■ Task to complete:
Below are some records. Return exactly the lines from the one with "repository 733b26c73afe6f13" to the one with "use uuid::Uuid;", and nothing else.

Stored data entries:
════════════════════

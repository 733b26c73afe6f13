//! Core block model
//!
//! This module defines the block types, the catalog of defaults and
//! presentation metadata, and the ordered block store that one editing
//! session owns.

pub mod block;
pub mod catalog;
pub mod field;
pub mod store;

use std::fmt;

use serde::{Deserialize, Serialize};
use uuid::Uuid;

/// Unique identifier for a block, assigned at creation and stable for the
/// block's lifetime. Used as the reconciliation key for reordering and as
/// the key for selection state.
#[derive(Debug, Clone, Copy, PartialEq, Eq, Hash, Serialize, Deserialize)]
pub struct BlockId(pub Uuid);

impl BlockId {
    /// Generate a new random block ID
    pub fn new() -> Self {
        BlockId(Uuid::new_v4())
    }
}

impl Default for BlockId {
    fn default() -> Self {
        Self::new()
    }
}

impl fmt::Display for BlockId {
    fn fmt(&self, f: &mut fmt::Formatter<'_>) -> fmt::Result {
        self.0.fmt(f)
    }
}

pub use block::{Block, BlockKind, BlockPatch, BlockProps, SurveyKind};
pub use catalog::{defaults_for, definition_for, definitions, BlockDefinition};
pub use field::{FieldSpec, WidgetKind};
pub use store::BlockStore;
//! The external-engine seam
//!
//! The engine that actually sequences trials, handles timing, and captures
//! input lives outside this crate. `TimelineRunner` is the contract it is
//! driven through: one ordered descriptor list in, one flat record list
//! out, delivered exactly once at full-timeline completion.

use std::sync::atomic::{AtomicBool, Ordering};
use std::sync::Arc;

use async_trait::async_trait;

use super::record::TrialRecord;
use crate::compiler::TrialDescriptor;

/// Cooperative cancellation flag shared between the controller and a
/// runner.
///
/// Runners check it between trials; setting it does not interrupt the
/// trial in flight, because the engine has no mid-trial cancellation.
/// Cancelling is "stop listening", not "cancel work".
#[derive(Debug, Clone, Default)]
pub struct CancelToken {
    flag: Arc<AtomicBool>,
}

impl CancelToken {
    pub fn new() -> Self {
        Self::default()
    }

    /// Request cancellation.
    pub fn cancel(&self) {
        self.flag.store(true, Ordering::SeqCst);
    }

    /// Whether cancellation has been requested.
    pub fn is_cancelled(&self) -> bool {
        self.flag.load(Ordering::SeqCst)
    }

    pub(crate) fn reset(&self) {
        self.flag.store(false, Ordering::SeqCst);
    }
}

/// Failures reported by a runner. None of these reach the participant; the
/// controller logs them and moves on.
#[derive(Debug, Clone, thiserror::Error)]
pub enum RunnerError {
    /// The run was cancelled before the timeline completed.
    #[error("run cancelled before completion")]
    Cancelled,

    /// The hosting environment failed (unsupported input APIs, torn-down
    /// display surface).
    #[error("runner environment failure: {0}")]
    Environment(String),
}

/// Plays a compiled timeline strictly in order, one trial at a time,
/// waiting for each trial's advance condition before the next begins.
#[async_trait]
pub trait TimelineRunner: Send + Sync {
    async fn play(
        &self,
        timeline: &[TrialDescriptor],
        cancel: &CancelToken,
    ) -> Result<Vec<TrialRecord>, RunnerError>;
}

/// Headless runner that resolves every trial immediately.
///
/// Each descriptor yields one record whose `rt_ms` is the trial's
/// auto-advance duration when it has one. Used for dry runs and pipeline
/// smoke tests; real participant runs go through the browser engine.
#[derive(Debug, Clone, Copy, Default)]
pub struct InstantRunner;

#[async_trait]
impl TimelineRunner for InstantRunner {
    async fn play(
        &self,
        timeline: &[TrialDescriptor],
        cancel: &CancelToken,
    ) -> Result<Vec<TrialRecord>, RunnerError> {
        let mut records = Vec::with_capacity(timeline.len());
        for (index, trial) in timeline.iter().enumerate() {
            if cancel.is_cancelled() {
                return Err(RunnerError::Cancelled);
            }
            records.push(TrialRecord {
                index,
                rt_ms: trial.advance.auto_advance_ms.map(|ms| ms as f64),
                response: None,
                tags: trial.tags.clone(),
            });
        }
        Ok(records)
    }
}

════════════════════

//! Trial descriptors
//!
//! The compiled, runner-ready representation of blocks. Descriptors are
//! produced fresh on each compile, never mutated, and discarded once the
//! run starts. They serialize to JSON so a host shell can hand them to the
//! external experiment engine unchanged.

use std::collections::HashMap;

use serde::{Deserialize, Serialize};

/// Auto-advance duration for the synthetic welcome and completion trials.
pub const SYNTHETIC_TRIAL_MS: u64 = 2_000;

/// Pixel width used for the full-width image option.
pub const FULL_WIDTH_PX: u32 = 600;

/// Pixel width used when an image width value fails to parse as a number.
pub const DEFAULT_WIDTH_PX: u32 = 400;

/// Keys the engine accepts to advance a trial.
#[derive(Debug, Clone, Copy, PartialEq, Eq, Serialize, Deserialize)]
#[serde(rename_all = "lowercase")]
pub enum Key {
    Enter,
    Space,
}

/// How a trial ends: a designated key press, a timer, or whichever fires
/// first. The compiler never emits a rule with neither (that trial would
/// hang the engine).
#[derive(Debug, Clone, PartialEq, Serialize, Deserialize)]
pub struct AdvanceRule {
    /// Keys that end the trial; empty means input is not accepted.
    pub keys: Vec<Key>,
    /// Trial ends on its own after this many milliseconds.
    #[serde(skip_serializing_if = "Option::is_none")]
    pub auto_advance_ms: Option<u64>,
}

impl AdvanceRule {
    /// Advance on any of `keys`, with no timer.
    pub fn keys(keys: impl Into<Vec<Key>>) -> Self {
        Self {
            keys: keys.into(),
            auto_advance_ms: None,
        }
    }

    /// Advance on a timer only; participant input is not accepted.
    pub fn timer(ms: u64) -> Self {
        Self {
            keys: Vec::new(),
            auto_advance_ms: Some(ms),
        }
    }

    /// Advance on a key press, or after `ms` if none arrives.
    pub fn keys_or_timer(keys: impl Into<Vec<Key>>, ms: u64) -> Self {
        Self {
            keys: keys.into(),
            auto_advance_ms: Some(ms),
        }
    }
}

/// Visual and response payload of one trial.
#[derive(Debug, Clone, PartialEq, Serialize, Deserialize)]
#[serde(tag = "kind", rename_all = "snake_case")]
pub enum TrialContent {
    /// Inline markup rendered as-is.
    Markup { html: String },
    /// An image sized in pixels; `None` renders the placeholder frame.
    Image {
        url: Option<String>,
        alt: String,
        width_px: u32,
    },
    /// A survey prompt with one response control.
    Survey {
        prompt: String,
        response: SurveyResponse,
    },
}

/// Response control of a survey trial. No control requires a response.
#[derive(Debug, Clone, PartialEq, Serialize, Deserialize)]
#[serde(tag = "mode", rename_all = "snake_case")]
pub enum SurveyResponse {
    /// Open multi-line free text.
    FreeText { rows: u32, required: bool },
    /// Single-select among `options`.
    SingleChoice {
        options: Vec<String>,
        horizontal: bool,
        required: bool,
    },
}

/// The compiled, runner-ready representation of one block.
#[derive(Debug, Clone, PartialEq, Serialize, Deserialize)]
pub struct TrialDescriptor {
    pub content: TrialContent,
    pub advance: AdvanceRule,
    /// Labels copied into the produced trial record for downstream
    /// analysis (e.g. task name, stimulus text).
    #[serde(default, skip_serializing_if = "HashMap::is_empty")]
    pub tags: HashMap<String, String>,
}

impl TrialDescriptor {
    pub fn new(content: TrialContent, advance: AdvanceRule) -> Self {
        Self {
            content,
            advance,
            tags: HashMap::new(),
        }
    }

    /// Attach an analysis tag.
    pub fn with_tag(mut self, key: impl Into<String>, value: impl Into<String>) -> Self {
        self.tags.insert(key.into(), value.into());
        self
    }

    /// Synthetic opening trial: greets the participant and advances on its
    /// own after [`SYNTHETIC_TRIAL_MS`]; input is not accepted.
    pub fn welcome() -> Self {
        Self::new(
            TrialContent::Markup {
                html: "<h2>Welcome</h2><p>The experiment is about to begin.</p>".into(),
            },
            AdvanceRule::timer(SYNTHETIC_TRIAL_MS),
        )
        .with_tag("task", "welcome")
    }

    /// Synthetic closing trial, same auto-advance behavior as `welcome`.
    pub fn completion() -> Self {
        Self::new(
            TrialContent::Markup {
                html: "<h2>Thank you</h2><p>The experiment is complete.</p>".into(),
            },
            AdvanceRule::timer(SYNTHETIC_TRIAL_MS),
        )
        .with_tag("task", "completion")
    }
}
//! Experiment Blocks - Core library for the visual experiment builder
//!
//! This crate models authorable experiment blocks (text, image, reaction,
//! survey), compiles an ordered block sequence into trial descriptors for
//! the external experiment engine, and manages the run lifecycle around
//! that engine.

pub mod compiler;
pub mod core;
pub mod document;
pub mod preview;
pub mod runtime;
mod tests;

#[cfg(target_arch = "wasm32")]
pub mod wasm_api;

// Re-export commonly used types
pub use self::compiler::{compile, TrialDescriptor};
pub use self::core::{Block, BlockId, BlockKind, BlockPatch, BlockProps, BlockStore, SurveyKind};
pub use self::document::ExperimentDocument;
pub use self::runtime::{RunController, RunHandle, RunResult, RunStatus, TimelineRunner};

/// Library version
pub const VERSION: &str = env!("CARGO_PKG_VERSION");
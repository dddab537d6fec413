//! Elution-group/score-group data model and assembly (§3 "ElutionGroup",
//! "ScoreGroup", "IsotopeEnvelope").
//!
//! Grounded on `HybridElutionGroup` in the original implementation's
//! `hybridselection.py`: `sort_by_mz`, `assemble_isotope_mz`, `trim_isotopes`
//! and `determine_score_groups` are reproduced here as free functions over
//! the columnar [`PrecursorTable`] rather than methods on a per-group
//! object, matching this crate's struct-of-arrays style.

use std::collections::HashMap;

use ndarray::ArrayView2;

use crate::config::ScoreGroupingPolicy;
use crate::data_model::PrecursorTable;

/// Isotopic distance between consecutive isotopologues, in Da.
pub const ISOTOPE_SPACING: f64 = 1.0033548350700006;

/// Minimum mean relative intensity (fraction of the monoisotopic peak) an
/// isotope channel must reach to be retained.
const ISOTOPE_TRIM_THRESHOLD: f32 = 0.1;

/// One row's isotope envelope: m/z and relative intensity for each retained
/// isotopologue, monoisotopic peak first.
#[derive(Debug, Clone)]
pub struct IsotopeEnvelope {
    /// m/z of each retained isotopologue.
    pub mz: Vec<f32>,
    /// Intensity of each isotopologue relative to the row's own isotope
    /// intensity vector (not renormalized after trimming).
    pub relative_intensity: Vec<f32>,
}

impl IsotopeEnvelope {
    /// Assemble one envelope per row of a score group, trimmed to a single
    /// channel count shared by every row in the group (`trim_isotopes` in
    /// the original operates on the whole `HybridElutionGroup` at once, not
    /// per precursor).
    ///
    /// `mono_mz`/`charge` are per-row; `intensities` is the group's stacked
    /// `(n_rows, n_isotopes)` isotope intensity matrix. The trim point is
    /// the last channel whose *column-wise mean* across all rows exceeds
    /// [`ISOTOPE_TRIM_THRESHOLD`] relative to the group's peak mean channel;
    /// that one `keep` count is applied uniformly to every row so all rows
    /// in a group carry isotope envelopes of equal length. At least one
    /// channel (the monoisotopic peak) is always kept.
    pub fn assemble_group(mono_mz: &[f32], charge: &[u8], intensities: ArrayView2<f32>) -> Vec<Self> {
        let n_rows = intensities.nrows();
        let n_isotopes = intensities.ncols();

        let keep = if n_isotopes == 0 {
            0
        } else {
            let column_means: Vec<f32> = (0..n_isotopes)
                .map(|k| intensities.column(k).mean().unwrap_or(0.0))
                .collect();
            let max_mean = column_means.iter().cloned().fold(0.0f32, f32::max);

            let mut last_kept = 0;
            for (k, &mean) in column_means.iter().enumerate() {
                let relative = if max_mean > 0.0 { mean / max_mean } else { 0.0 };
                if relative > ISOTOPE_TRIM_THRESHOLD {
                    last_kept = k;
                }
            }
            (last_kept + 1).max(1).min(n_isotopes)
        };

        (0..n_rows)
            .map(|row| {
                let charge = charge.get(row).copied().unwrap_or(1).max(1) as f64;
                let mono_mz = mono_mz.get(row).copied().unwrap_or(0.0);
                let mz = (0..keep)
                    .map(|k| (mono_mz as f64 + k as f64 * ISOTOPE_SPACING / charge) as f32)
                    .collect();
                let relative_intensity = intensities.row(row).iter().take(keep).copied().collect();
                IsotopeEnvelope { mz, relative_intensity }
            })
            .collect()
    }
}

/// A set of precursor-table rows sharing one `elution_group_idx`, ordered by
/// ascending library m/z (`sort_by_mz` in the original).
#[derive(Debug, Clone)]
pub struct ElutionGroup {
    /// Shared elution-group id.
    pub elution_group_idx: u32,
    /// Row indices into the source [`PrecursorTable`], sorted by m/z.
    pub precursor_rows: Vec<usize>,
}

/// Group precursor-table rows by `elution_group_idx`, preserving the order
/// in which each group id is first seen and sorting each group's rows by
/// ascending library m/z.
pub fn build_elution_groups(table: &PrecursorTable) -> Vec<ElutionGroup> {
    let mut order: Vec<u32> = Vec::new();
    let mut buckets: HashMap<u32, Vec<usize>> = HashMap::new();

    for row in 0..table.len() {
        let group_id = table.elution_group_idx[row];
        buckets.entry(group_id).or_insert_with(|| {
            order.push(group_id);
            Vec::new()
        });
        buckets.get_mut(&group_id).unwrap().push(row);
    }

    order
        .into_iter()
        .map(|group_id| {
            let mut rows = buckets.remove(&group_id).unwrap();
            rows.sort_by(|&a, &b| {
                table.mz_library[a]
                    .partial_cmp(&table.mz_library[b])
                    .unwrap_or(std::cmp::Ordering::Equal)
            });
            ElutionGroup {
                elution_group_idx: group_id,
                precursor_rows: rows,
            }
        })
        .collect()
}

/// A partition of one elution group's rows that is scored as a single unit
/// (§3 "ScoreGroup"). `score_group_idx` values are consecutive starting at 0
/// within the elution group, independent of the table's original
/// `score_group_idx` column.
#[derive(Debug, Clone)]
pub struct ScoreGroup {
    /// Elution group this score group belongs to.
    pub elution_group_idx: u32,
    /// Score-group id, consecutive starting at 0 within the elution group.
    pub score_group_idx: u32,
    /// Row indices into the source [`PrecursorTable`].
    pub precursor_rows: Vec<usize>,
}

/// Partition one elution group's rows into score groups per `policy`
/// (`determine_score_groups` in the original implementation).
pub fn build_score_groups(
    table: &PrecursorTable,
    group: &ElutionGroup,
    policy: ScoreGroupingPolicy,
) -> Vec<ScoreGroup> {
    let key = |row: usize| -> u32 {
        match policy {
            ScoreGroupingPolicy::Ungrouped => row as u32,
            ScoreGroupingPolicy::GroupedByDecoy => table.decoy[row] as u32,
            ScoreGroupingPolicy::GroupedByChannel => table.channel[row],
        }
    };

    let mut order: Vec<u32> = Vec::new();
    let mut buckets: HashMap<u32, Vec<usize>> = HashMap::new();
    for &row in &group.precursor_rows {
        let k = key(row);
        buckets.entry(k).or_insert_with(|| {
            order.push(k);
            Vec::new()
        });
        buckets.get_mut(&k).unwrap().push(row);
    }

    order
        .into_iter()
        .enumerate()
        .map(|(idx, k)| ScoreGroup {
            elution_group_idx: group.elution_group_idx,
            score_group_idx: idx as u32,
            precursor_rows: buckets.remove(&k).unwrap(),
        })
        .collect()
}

════════════════════

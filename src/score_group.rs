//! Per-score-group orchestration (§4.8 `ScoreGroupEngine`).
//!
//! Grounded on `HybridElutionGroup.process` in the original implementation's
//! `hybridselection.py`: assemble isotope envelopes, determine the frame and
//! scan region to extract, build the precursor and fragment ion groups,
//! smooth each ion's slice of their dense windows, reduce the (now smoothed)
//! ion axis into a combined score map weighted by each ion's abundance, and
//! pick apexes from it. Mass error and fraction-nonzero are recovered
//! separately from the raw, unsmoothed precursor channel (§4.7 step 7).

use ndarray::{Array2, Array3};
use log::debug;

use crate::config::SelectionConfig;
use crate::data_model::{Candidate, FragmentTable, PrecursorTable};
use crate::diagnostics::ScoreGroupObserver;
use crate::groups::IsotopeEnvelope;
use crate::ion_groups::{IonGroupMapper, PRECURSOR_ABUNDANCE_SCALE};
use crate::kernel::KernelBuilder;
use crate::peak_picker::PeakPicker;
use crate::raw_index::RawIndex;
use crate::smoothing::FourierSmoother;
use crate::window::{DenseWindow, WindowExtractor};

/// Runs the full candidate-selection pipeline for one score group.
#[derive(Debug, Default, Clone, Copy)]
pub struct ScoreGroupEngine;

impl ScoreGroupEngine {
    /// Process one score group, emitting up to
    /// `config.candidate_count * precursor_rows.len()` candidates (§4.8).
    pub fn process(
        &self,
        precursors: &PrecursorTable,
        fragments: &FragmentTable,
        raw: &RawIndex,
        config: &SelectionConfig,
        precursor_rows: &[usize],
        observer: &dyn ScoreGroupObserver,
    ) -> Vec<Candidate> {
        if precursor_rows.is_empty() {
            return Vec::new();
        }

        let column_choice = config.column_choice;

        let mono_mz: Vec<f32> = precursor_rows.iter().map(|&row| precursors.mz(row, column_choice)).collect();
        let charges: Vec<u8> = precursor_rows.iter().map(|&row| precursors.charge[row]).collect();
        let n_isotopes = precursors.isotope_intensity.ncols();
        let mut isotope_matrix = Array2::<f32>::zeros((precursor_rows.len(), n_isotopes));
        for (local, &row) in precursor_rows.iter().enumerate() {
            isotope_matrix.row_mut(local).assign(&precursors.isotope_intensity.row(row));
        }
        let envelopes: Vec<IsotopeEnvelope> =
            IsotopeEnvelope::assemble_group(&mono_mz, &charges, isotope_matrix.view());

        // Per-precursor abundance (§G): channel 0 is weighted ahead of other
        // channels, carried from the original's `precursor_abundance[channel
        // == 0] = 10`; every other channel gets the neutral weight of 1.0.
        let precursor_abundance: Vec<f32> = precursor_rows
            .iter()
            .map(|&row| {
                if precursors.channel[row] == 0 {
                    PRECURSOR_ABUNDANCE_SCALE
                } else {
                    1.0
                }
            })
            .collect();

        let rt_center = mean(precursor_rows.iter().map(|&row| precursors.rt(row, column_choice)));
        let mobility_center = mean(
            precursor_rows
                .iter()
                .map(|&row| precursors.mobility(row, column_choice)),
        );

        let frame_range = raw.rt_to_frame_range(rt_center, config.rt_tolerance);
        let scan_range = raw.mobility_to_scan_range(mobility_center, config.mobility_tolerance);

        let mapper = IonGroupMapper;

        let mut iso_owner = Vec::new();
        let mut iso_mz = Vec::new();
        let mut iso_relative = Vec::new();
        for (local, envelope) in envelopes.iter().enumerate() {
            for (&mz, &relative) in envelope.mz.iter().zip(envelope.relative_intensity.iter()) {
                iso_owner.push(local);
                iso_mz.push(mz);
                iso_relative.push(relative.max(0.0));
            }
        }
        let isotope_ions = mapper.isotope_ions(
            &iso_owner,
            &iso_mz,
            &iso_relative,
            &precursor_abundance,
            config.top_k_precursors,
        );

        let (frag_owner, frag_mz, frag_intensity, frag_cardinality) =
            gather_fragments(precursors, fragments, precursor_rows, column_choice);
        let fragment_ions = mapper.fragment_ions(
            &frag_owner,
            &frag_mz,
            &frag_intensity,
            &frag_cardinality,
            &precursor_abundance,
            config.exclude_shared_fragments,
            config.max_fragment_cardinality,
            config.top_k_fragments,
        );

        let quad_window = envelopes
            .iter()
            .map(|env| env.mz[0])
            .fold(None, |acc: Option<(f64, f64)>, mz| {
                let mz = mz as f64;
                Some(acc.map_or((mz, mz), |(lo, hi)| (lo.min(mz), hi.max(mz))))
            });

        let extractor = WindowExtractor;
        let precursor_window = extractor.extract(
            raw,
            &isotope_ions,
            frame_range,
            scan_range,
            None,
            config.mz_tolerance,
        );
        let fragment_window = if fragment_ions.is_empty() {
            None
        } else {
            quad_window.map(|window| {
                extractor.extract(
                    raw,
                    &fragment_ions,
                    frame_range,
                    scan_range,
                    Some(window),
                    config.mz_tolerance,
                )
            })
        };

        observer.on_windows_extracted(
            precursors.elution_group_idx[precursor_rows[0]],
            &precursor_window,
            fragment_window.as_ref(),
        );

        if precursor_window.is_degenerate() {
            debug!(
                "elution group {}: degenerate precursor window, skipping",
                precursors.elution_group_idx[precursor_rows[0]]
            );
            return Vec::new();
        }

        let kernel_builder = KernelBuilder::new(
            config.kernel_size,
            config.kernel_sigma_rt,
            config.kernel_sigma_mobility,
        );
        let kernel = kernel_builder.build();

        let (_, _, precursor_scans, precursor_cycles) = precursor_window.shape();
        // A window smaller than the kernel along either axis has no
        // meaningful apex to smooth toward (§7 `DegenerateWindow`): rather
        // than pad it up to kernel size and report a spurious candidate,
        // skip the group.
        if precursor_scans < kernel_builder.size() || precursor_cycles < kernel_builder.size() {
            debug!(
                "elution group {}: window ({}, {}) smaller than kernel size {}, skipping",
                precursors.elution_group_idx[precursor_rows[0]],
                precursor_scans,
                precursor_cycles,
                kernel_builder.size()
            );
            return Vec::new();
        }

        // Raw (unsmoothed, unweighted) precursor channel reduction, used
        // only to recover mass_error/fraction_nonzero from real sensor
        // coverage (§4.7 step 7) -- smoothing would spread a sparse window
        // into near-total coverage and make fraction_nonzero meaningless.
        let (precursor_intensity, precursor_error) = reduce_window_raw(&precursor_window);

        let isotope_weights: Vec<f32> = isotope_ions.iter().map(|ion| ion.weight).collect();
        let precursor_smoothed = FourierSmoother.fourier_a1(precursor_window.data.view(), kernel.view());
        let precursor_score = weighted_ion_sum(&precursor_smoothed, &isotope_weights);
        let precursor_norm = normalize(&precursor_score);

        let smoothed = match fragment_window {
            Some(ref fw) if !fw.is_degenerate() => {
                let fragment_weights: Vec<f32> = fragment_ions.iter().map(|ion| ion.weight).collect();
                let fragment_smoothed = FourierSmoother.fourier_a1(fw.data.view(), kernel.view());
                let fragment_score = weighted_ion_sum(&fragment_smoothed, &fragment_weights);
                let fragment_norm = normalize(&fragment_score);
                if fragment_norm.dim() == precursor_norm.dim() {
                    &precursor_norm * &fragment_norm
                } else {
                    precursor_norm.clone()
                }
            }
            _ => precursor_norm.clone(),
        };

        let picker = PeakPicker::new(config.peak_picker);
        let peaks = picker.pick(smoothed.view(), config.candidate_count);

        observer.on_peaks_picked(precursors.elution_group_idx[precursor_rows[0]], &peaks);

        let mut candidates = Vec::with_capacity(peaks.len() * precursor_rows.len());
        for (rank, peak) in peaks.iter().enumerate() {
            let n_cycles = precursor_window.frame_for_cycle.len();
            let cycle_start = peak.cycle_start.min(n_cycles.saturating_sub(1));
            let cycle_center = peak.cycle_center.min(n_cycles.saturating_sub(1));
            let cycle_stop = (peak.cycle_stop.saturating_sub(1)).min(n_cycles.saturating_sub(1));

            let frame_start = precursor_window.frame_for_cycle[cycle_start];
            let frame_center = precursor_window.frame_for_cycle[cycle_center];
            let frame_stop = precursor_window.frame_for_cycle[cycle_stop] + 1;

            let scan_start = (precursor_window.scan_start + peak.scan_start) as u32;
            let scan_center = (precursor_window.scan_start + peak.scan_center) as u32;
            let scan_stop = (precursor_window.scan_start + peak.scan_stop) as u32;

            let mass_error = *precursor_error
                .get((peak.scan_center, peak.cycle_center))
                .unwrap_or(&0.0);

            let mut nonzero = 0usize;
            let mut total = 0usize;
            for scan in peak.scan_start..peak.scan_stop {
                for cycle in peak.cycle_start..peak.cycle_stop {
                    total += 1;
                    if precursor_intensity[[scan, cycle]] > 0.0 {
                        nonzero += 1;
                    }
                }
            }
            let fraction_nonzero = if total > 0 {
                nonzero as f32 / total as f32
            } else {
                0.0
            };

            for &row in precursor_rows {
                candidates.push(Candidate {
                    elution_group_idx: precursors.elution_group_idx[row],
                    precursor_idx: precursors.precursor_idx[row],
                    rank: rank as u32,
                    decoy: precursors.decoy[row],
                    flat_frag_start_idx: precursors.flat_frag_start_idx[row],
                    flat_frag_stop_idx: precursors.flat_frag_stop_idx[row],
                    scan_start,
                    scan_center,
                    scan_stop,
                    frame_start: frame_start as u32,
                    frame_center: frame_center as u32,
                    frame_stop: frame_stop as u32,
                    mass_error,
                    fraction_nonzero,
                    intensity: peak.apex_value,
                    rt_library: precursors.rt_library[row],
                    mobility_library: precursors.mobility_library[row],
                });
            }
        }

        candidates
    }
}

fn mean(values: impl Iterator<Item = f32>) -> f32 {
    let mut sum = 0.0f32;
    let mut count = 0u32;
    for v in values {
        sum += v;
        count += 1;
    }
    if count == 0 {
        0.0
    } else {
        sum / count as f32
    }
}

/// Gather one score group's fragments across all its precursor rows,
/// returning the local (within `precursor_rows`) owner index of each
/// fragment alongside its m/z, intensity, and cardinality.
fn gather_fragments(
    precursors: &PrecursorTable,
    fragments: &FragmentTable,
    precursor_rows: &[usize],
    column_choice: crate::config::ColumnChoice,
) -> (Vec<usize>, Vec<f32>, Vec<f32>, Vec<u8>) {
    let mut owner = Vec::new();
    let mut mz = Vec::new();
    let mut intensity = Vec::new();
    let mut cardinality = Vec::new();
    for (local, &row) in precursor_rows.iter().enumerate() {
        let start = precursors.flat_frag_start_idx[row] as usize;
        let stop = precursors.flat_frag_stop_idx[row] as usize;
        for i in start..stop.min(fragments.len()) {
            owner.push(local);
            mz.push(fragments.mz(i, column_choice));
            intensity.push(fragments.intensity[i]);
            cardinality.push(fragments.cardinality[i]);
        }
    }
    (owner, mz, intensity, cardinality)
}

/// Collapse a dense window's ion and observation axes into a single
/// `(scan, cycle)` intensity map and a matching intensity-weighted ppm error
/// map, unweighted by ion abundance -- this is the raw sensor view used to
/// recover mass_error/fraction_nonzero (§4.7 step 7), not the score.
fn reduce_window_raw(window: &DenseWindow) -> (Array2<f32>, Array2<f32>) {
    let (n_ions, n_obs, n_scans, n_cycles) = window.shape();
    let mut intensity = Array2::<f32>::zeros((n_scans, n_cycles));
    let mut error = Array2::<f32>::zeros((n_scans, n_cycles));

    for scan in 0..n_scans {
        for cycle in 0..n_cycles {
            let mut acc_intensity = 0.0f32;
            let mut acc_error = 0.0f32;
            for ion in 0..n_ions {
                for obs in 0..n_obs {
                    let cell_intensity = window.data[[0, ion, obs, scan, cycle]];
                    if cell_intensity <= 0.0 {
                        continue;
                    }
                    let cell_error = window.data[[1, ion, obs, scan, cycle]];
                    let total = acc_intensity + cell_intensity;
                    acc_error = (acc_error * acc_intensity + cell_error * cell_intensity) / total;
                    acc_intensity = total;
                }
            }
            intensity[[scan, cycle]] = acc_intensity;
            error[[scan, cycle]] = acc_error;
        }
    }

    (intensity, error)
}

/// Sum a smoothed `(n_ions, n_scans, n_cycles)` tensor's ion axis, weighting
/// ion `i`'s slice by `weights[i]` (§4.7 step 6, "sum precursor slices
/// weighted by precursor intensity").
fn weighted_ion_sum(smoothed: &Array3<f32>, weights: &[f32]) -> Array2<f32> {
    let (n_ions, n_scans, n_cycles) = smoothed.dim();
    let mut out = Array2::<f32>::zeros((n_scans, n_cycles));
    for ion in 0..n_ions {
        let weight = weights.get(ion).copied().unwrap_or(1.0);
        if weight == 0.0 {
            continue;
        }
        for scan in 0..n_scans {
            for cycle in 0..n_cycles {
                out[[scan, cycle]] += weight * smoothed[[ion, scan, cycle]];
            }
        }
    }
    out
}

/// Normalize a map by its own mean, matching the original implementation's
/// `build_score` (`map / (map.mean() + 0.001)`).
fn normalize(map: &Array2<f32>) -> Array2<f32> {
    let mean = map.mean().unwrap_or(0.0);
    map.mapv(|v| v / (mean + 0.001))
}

════════════════════

■ Exercise answer:
repository 733b26c73afe6f13
//! Core block model
//!
//! This module defines the block types, the catalog of defaults and
//! presentation metadata, and the ordered block store that one editing
//! session owns.

pub mod block;
pub mod catalog;
pub mod field;
pub mod store;

use std::fmt;

use serde::{Deserialize, Serialize};
use uuid::Uuid;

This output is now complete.